Using the listing below, copy every line that mentions "warn".

* _The records_:
__________________________________________________
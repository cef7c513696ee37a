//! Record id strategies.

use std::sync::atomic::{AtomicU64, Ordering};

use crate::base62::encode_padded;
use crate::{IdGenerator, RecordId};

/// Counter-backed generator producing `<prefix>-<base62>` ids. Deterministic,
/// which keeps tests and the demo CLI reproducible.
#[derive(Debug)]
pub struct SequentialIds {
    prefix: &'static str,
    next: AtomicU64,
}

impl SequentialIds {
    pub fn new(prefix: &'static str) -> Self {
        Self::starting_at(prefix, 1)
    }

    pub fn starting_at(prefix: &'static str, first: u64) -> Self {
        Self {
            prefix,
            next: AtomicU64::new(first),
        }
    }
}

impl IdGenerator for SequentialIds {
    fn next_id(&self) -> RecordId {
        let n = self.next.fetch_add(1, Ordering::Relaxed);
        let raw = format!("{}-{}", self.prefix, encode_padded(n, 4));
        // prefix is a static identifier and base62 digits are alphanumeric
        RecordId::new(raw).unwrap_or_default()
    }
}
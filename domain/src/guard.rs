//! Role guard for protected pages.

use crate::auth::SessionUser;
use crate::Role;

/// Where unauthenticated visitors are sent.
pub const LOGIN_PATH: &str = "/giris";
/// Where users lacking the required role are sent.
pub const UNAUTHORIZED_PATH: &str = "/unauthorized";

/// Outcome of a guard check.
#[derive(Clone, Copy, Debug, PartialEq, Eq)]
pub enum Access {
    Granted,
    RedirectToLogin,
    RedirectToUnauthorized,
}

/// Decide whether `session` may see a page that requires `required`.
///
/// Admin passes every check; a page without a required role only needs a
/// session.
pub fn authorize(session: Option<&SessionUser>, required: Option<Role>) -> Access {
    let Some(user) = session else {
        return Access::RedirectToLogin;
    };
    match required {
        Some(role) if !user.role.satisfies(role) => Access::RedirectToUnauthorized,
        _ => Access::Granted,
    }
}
__________________________________________________
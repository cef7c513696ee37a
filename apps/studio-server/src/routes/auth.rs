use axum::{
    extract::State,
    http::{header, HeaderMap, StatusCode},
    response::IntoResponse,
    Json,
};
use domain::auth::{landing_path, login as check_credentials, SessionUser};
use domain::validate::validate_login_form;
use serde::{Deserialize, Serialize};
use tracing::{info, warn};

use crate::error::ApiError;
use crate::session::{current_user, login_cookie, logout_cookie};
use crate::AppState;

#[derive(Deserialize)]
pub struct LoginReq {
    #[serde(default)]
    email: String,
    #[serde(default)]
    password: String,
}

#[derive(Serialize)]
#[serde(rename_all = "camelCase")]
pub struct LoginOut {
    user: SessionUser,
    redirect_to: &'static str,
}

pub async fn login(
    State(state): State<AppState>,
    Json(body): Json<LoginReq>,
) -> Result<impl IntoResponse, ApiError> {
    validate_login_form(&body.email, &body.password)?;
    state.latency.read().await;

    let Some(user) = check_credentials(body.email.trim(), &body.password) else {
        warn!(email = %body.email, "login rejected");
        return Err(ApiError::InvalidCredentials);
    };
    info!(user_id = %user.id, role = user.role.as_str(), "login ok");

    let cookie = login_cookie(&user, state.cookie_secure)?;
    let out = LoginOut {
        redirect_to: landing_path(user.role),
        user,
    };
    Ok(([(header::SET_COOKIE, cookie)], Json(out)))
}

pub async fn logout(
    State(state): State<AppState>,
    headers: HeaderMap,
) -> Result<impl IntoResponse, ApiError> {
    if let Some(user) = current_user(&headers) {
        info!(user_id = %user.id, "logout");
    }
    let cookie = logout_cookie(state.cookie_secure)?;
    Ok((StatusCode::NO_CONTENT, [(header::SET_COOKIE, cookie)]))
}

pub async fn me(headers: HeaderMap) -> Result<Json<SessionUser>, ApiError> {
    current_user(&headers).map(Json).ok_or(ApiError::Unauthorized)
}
__________________________________________________
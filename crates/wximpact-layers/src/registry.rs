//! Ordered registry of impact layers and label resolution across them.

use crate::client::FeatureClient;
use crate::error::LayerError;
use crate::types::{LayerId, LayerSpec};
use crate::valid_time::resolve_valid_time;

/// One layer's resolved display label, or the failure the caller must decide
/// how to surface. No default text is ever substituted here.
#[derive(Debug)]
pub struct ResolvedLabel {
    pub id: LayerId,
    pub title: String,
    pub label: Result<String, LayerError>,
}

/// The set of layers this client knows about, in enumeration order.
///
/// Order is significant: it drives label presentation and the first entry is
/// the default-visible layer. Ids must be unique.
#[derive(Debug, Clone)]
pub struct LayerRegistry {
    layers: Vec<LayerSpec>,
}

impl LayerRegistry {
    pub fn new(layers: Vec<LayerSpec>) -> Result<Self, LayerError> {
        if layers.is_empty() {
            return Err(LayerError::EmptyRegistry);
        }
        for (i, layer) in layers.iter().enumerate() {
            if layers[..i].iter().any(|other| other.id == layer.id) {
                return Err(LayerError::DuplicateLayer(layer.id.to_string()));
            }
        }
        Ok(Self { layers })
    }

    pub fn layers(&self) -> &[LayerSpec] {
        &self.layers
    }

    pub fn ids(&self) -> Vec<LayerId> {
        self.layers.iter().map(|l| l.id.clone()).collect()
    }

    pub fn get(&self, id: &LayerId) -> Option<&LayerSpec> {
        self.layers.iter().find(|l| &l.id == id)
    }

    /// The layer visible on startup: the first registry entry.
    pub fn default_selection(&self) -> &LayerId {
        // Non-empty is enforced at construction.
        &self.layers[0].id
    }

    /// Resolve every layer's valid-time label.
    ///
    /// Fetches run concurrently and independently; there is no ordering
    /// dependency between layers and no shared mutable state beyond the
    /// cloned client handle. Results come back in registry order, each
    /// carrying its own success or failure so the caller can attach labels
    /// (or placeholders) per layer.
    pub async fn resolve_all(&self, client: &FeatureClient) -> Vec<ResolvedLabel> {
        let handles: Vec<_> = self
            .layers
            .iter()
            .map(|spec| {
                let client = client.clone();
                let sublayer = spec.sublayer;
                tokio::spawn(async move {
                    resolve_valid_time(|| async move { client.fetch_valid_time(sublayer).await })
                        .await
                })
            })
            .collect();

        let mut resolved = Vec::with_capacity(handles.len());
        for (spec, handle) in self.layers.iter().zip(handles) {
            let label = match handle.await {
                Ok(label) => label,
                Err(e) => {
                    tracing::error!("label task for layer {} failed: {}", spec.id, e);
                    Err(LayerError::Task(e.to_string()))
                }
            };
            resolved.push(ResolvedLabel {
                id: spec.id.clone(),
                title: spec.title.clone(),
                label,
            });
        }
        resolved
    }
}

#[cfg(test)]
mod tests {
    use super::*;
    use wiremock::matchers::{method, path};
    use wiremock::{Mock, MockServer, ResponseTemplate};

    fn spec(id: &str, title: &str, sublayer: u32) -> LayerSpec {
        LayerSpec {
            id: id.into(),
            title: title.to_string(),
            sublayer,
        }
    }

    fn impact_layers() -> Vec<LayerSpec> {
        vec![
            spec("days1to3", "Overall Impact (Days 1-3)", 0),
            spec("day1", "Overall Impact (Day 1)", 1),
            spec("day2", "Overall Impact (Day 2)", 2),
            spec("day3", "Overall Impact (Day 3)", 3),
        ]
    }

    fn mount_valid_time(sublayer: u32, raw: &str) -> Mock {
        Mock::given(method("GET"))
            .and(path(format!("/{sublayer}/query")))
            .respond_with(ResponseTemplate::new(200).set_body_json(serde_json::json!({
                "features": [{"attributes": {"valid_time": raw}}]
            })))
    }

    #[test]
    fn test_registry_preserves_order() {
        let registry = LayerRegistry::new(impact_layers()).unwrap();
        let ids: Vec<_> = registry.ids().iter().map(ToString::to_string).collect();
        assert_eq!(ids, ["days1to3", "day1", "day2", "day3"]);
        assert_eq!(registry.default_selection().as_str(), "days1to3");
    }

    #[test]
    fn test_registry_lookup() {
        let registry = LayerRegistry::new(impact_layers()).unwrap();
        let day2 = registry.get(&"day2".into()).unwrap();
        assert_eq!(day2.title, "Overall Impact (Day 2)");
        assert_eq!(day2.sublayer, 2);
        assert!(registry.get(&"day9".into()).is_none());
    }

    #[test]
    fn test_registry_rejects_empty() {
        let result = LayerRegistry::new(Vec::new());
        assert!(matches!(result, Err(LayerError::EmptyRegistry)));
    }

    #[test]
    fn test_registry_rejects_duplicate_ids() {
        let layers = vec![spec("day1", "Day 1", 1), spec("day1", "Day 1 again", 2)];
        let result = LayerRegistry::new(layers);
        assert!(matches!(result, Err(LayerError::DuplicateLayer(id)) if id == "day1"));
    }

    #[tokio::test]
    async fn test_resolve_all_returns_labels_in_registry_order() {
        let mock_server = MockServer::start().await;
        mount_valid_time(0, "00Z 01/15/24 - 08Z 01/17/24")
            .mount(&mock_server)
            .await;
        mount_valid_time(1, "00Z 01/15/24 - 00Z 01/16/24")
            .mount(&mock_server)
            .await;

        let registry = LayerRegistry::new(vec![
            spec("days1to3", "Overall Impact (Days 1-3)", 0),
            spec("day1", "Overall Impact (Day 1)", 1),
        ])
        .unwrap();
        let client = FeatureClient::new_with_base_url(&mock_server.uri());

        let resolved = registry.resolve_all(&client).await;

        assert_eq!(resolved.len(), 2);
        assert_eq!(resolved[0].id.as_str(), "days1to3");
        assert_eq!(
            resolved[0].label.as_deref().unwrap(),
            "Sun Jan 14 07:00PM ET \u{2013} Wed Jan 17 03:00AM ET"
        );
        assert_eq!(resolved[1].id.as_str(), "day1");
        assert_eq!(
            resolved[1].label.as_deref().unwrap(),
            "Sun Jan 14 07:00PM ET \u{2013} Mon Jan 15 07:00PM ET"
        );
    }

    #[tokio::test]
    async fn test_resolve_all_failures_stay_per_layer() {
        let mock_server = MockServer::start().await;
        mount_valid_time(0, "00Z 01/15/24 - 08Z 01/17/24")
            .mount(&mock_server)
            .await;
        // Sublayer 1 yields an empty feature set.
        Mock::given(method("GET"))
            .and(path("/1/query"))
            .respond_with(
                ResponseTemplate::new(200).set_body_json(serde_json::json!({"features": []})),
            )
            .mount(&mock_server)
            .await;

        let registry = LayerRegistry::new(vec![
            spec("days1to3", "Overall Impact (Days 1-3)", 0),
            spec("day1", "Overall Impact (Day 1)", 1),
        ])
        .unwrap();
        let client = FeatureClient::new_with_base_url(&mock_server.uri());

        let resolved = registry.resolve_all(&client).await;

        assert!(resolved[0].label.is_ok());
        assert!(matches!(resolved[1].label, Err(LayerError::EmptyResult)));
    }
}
__________________________________________________
* _Output below_:
use tracing::{info, warn};
        warn!(email = %body.email, "login rejected");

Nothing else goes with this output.